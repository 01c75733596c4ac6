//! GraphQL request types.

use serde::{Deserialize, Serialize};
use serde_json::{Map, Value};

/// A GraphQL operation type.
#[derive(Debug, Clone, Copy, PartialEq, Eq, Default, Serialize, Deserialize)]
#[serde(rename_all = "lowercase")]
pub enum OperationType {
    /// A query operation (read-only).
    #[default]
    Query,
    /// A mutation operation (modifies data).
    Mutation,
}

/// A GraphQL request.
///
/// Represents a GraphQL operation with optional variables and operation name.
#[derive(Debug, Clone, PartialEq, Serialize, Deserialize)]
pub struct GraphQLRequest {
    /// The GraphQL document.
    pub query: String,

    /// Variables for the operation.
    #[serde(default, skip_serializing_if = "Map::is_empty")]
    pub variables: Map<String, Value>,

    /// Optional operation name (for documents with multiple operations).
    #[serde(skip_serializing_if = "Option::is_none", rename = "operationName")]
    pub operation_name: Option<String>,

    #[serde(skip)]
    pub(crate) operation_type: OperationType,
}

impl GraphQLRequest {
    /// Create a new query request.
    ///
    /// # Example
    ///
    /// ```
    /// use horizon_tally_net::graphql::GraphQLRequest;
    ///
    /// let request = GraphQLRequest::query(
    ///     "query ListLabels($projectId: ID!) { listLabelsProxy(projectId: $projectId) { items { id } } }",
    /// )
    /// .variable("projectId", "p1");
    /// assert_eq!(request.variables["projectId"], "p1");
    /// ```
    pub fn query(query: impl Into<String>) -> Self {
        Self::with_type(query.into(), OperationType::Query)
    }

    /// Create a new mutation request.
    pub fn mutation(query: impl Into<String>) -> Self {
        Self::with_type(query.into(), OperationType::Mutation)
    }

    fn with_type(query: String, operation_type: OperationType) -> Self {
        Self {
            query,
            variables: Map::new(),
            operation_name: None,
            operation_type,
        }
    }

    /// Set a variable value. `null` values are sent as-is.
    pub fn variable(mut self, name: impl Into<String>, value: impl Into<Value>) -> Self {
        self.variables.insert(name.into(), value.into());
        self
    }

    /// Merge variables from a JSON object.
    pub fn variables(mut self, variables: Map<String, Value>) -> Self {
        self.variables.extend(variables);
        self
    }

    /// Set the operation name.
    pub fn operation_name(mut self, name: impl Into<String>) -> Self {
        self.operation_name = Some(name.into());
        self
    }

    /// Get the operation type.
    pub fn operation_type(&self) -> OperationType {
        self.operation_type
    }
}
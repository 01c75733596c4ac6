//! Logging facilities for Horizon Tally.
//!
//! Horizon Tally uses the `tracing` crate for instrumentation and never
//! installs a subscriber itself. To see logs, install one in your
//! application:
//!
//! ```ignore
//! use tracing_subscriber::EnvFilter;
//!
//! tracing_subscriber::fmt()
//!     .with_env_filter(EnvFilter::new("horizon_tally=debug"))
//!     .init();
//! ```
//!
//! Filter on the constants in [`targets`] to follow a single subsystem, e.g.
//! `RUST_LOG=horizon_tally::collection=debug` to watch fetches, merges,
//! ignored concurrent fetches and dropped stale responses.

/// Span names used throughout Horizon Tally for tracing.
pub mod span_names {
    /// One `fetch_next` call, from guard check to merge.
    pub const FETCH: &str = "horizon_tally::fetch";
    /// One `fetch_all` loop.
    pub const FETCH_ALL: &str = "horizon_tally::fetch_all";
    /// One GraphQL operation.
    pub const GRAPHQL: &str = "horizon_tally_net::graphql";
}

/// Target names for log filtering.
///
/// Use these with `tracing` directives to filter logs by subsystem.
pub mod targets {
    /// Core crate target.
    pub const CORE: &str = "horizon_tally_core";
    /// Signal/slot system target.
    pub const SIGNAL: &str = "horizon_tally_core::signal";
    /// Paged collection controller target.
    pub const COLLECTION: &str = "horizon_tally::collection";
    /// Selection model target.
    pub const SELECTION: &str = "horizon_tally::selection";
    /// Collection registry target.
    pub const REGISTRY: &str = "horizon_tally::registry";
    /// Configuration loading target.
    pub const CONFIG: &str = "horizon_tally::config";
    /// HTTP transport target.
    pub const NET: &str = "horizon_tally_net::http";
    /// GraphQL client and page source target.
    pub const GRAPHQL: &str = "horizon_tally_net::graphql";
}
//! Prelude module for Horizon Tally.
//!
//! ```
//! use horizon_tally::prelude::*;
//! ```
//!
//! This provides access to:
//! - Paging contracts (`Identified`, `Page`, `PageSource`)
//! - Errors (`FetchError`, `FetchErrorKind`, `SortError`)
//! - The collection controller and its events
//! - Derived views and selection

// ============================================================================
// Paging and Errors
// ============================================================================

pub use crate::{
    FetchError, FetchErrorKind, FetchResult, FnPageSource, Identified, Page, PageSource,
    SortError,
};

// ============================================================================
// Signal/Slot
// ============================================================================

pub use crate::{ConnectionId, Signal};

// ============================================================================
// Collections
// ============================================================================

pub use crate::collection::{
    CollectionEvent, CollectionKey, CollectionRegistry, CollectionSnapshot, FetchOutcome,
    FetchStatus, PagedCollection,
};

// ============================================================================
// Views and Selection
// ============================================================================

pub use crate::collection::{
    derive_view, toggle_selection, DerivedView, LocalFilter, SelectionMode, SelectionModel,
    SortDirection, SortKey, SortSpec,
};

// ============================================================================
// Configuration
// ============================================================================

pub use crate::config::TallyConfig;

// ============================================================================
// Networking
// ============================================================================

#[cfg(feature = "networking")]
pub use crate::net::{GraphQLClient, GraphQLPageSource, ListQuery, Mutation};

## Problem
The answer must be every line from the records above that contains "Deserialize".

## Result of this task
use serde::{Deserialize, Serialize};
#[derive(Debug, Clone, Copy, PartialEq, Eq, Default, Serialize, Deserialize)]
#[derive(Debug, Clone, PartialEq, Serialize, Deserialize)]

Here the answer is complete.